Yoni menuturkan jika pemerintah pusat ingin Puncak menjadi kawasan wisata andalan, maka juga harus tegas. Wisata yang seperti apa, zonanya dimana, dan pembangunan apa saja yang boleh karena adanya wisata pembangunan infrastruktur dan pengembangannya tidak bisa dihindari.
“Sampai saat ini semua masih samar. Jadi, kalau ada bencana, selalu menggunakan Perpres tersebut. Jika sedang tren wisata untuk meningkatkan pendapatan menggunakan ikon Puncak menjadi tujuan wisata andalan,” ucapnya.
Lebih lanjut Yoni mengatakan dalam Perpres sedikitnya ada tiga kecamatan di Cianjur yang dilabeli sebagai zona N1 dan N2. Tiga kecamatan tersebut adalah sebagian Kecamatan Cipanas, Kec.Pacet, dan Kec. Sukaresmi.
“Label N1 ini dalam aturan adalah zona yang terdiri atas kawasan hutan lindung, kawasan resapan air, sempadan sungai yang pemanfaatannya mencegah erosi, amblesan dan banjir,” katanya.
Sedangkan N2, akat Yoni, zona Cagar alam, taman nasioanl, dan suaka margasatwa yang pemafaatannya untuk perlindungan keaneragaman biota dan konservasi budaya.

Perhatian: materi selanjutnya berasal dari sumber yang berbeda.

//! Per-device session state: capabilities, firmware identity and the
//! fixed-size sub-port slot tables.

use log::{debug, warn};
use std::sync::Mutex;

use crate::consts::req;
use crate::engine::Engine;
use crate::error::{Error, Result};
use crate::transport::{SioDeviceInfo, Transport};

/// Capability counts reported by the device-info query.
#[derive(Debug, Clone, Copy, Default, PartialEq, Eq)]
pub struct Capabilities {
    /// Number of I2C ports the firmware exposes.
    pub max_i2c_ports: u8,
    /// Number of SPI ports the firmware exposes.
    pub max_spi_ports: u8,
    /// Number of GPIO ports the firmware exposes.
    pub max_gpio_ports: u8,
    /// Largest single I2C/SPI transfer the firmware accepts, in bytes.
    pub max_data_size: u32,
    /// Firmware version, major in the high 16 bits.
    pub firmware_version: u32,
}

/// The two kinds of sub-ports a session can open.
#[derive(Debug, Clone, Copy, PartialEq, Eq, Hash)]
pub enum BusKind {
    I2c,
    Spi,
}

pub(crate) const FW_UNAVAILABLE: &str = "FW Ver Unavailable";

/// One open connection to a physical bridge device. Owns the transport
/// (through the engine) and the sub-port slot tables; the registry keeps
/// only a shared reference.
pub(crate) struct DeviceSession {
    pub(crate) engine: Engine,
    pub(crate) info: SioDeviceInfo,
    pub(crate) caps: Capabilities,
    pub(crate) fw_build: String,
    ports: Mutex<PortTables>,
}

/// Slot tables are sized once from the capability counts, so claiming a
/// slot never allocates; a slot is open iff its flag is set.
struct PortTables {
    i2c: Box<[bool]>,
    spi: Box<[bool]>,
}

impl DeviceSession {
    /// Wraps an opened transport and queries capabilities. A failed info
    /// query still yields a usable session: capabilities stay zeroed and
    /// the firmware version reads as unavailable.
    pub(crate) fn open(transport: Box<dyn Transport>, info: SioDeviceInfo) -> Self {
        let engine = Engine::new(transport);
        let (caps, fw_build) = match engine.execute(0, req::DEV_INFO, &[]) {
            Ok(data) if data.len() >= 12 => {
                let caps = Capabilities {
                    max_i2c_ports: data[0],
                    max_spi_ports: data[1],
                    max_gpio_ports: data[2],
                    max_data_size: u32::from_le_bytes([data[4], data[5], data[6], data[7]]),
                    firmware_version: u32::from_le_bytes([data[8], data[9], data[10], data[11]]),
                };
                let build = data[12..]
                    .split(|&b| b == 0)
                    .next()
                    .map(|s| String::from_utf8_lossy(s).into_owned())
                    .unwrap_or_default();
                let fw_build = format!(
                    "FW {}.{} {}",
                    caps.firmware_version >> 16,
                    caps.firmware_version & 0xFFFF,
                    build
                );
                debug!("Device info: {:?}, {}", caps, fw_build);
                (caps, fw_build)
            }
            Ok(data) => {
                warn!("Short device-info response ({} bytes)", data.len());
                (Capabilities::default(), FW_UNAVAILABLE.to_string())
            }
            Err(e) => {
                warn!("Device-info query failed, session degraded: {}", e);
                (Capabilities::default(), FW_UNAVAILABLE.to_string())
            }
        };
        let ports = PortTables {
            i2c: vec![false; caps.max_i2c_ports as usize].into_boxed_slice(),
            spi: vec![false; caps.max_spi_ports as usize].into_boxed_slice(),
        };
        Self {
            engine,
            info,
            caps,
            fw_build,
            ports: Mutex::new(ports),
        }
    }

    fn with_table<T>(
        &self,
        bus: BusKind,
        f: impl FnOnce(&mut Box<[bool]>) -> T,
    ) -> Result<T> {
        let mut tables = self.ports.lock().map_err(|_| Error::Synchronization)?;
        Ok(match bus {
            BusKind::I2c => f(&mut tables.i2c),
            BusKind::Spi => f(&mut tables.spi),
        })
    }

    /// Marks a slot open. Fails before any I/O if the port number is
    /// outside the capability count.
    pub(crate) fn claim_port(&self, bus: BusKind, port: u8) -> Result<()> {
        self.with_table(bus, |table| {
            if let Some(slot) = table.get_mut(port as usize) {
                *slot = true;
                Ok(())
            } else {
                Err(Error::InvalidParameter(format!(
                    "{:?} port {} out of range (0-{})",
                    bus,
                    port,
                    table.len().saturating_sub(1)
                )))
            }
        })?
    }

    /// Clears a slot's open flag; the host-side resource is reclaimed even
    /// when the device did not acknowledge the deinit cleanly.
    pub(crate) fn release_port(&self, bus: BusKind, port: u8) -> Result<()> {
        self.with_table(bus, |table| {
            if let Some(slot) = table.get_mut(port as usize) {
                *slot = false;
            }
        })
    }

    pub(crate) fn port_is_open(&self, bus: BusKind, port: u8) -> Result<bool> {
        self.with_table(bus, |table| {
            table.get(port as usize).copied().unwrap_or(false)
        })
    }

    /// Port numbers currently open on `bus`, used by the close cascade.
    pub(crate) fn open_ports(&self, bus: BusKind) -> Result<Vec<u8>> {
        self.with_table(bus, |table| {
            table
                .iter()
                .enumerate()
                .filter(|(_, open)| **open)
                .map(|(i, _)| i as u8)
                .collect()
        })
    }
}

Sementara itu, hingga kini Distarkim Cianjur mengaku kesulitan melakukan pendataan keberadaan vila liar. Pasalnya, pendataan tersebut harus menggunakan sistem audit mikro. Penggunaan sistem audit mikro baru direncanakan pada tahun ini. Namun, Distarkim mengaku hal tersebut terbentur dengan anggaran yang minim.
“Jika pakai audit mikro, pendataan yang dilakukan door to door. Tujuannya untuk mendapatkan data pasti, apakah bangunan ini berijin atau tidak,” tutur Kepala Bidang Tata Ruang, Distarkim Cianjur, Suherman.
Suherman menuturkan, pendataan yang berujung pada dilakukannya penertiban, tidak akan mudah dilakukan di Cianjur. Pasalnya, kondisinya berbeda dengan kawasan Bogor, dimana lahan yang ada merupakan milik negara.
“Sedangkan di Cianjur, merupakan hak milik. Bahkan memiliki ijin IMB dan sertifikasi. Belum lagi, urusan mengenai pembangunannya dilakukan sebelum keluar Perpres 54. Sehingga, penertiban di Cianjur tidak bisa dilakukan menggunakan data makro, dimana cukup disebutkan ini kawasan N1 atau N2 sehingga melanggar dan harus ditertibkan,” ujarnya.
Tidak hanya itu, pendataan audit mikro juga memerlukan anggaran yang besar. “Kami berharap ada suport dari provinsi maupun pusat. Tapi, pihak kementerian sudah mengeluarkan surat dimana, daerah harus menyediakan anggaran sendiri untuk penyelenggaraan penataan ruang. Sehingga mau tidak mau kami harus menjalankannya. Kalau kaitan dengan sumberdaya manusia, Cianjur sudah siap, tahun ini diharapkan mulai berjalan,” katanya.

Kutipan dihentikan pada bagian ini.